Подтверждение или опровержение этого распространенного убеждения имеет большое значение в деле познания логики международных отношений. Ведь в политическом мире все сводится к механизму осуществления власти. Соответственно, должны быть учтены все центры власти и все методы ее осуществления. В сделанной здесь постановке проблема сводится к тому – может ли какая-то негосударственная структура повернуть логику мировых процессов в свою пользу? Надо полагать, что речь идет о структуре, не обладающей универсальным потенциалом государственных образований. Соответственно, речь может идти лишь об интеллектуальном потенциале, превосходящем суммарный потенциал мирового гегемона. Возможно ли такое? – вот в чем вопрос. Сторонники «теории заговоров» исходят именно из уверенности в возможности наличия такового потенциала в отдельно взятой единице или сети единиц. Соответственно, ими усматривается возможность теневого управления гегемоном и иными полюсами.

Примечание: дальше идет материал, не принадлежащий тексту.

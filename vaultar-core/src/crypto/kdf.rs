//! The legacy `EVP_BytesToKey` construction: the only KDF that
//! keeps archives interoperable with the same command-line cipher utility
//! that produces the `Salted__` framing. Deliberately not a modern KDF —
//! substituting one would silently break interop despite looking like an
//! improvement.

use digest::DynDigest;
use md5::Md5;
use sha1::Sha1;
use sha2::{Sha256, Sha512};

use crate::options::DigestAlgorithm;

fn new_hasher(algo: DigestAlgorithm) -> Box<dyn DynDigest> {
    match algo {
        DigestAlgorithm::Md5 => Box::new(Md5::default()),
        DigestAlgorithm::Sha1 => Box::new(Sha1::default()),
        DigestAlgorithm::Sha256 => Box::new(Sha256::default()),
        DigestAlgorithm::Sha512 => Box::new(Sha512::default()),
    }
}

/// Derives `key_len + iv_len` bytes from `(password, salt)`.
///
/// Each round re-hashes `prev_digest || password || salt` (the first round
/// omits `prev_digest`), and rounds are concatenated until enough bytes are
/// produced, matching OpenSSL's `EVP_BytesToKey` byte-for-byte.
pub fn evp_bytes_to_key(
    password: &[u8],
    salt: &[u8; 8],
    digest_algo: DigestAlgorithm,
    iterations: u32,
    out_len: usize,
) -> Vec<u8> {
    let mut out = Vec::with_capacity(out_len);
    let mut prev: Option<Vec<u8>> = None;

    while out.len() < out_len {
        let mut hasher = new_hasher(digest_algo);
        if let Some(p) = &prev {
            hasher.update(p);
        }
        hasher.update(password);
        hasher.update(salt);
        let mut block = hasher.finalize_reset().to_vec();

        for _ in 1..iterations.max(1) {
            let mut hasher = new_hasher(digest_algo);
            hasher.update(&block);
            block = hasher.finalize_reset().to_vec();
        }

        out.extend_from_slice(&block);
        prev = Some(block);
    }
    out.truncate(out_len);
    out
}

#[cfg(test)]
mod tests {
    use super::*;

    #[test]
    fn derives_stable_output_of_requested_length() {
        let salt = [1u8, 2, 3, 4, 5, 6, 7, 8];
        let a = evp_bytes_to_key(b"swordfish", &salt, DigestAlgorithm::Sha256, 1, 48);
        let b = evp_bytes_to_key(b"swordfish", &salt, DigestAlgorithm::Sha256, 1, 48);
        assert_eq!(a, b);
        assert_eq!(a.len(), 48);
    }

    #[test]
    fn different_passwords_yield_different_keys() {
        let salt = [0u8; 8];
        let a = evp_bytes_to_key(b"swordfish", &salt, DigestAlgorithm::Sha256, 1, 48);
        let b = evp_bytes_to_key(b"Swordfish", &salt, DigestAlgorithm::Sha256, 1, 48);
        assert_ne!(a, b);
    }

    #[test]
    fn different_salts_yield_different_keys() {
        let a = evp_bytes_to_key(b"swordfish", &[0u8; 8], DigestAlgorithm::Sha256, 1, 48);
        let b = evp_bytes_to_key(b"swordfish", &[1u8; 8], DigestAlgorithm::Sha256, 1, 48);
        assert_ne!(a, b);
    }

    #[test]
    fn output_longer_than_one_digest_block_spans_multiple_rounds() {
        // sha256 produces 32 bytes per round; 48 requires two rounds.
        let salt = [9u8; 8];
        let out = evp_bytes_to_key(b"pw", &salt, DigestAlgorithm::Sha256, 1, 48);
        assert_eq!(out.len(), 48);
    }
}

Чтобы внести ясность в поднятую проблематику, необходимо выяснить одно обстоятельство: каким образом ход мировых событий может измениться в пользу интересов «сугубо интеллектуального субъекта». Кроме того, надо ответить на вопрос: возможно ли появление такого субъекта вообще, и на чем выстраивается его превосходство? Обычно сторонники таких теорий заявляют, что целенаправленная кадровая экспансия способна узурпировать управляющие звенья политических полюсов и, тем самым, подвергнуть деятельность последних своему влиянию. Но никогда не дается ответа на вопрос: на чем зиждется деятельность таких структур? Конкретнее, каким образом формируется единый интерес членов таких структур?[4] Ответ подменяется допущением о том, что подобные структуры формируются на интересах овладения мировым господством, или же, на этнических интересах какойто группы.
На эти аргументы просто так ответить сложно, тем более, если имеется намерение опровергнуть их истинность. Для этого необходимо войти в лоно «третьей тайны»
политического обустройства – логики механизмов осуществления власти. Тогда можно ответить на вопрос о том, возможна ли организация центра власти на одном лишь интеллекте, и возможно ли отстаивание такой властью коллективного интереса. Более того, возможно ли появление упорядоченности в подобной структуре? Если да, то к какой категории можно отнести такой порядок? Здесь ясность может возникнуть, если обратиться к известным схемам формирования системы власти.
Философия власти: страх и честь
Мнения философов многих поколений совпадали в одном из ключевых вопросов: на чем основывается власть? То обстоятельство, что человек склонен признавать над собой власть других, относится к сфере психологии – человек всегда нуждается в упорядоченности своих отношений с другими людьми и поэтому внутренне склонен подчиняться во имя порядка. То есть, власть над собой всегда воспринимается как насущная необходимость. При этом замечено, что в основе готовности к подчинению лежат два чувства: честь и страх. Честь, в данном случае, означает готовность подчиняться общепринятым нормам, а страх – подчиняться воле другого человека.
Из всех известных форм осуществления власти на основе чувства чести в истории человечества укрепились две: монархия и конституционное государство. В обоих случаях члены сообщества с особым достоинством ( что и есть честь) придерживались установленных в их государстве законов, спокойно проявляя готовность нести наказание за нарушение этого закона. Психологическая основа признания верховенства государственной власти над собой в обеих типах государств разная. В первом случае, государственный порядок устанавливается на основе всеобщей веры людей в богоизбранность правителя и в божественную сущность монархического закона. Такое обустройство государственной жизни люди принимали как справедливое. Статус подданного полностью соответствовал понятию чести члена сообщества. Подобный порядок был самодостаточным при условии сохранения в сообществе веры в богоизбранность правителя. Последнюю функцию брала на себя церковь.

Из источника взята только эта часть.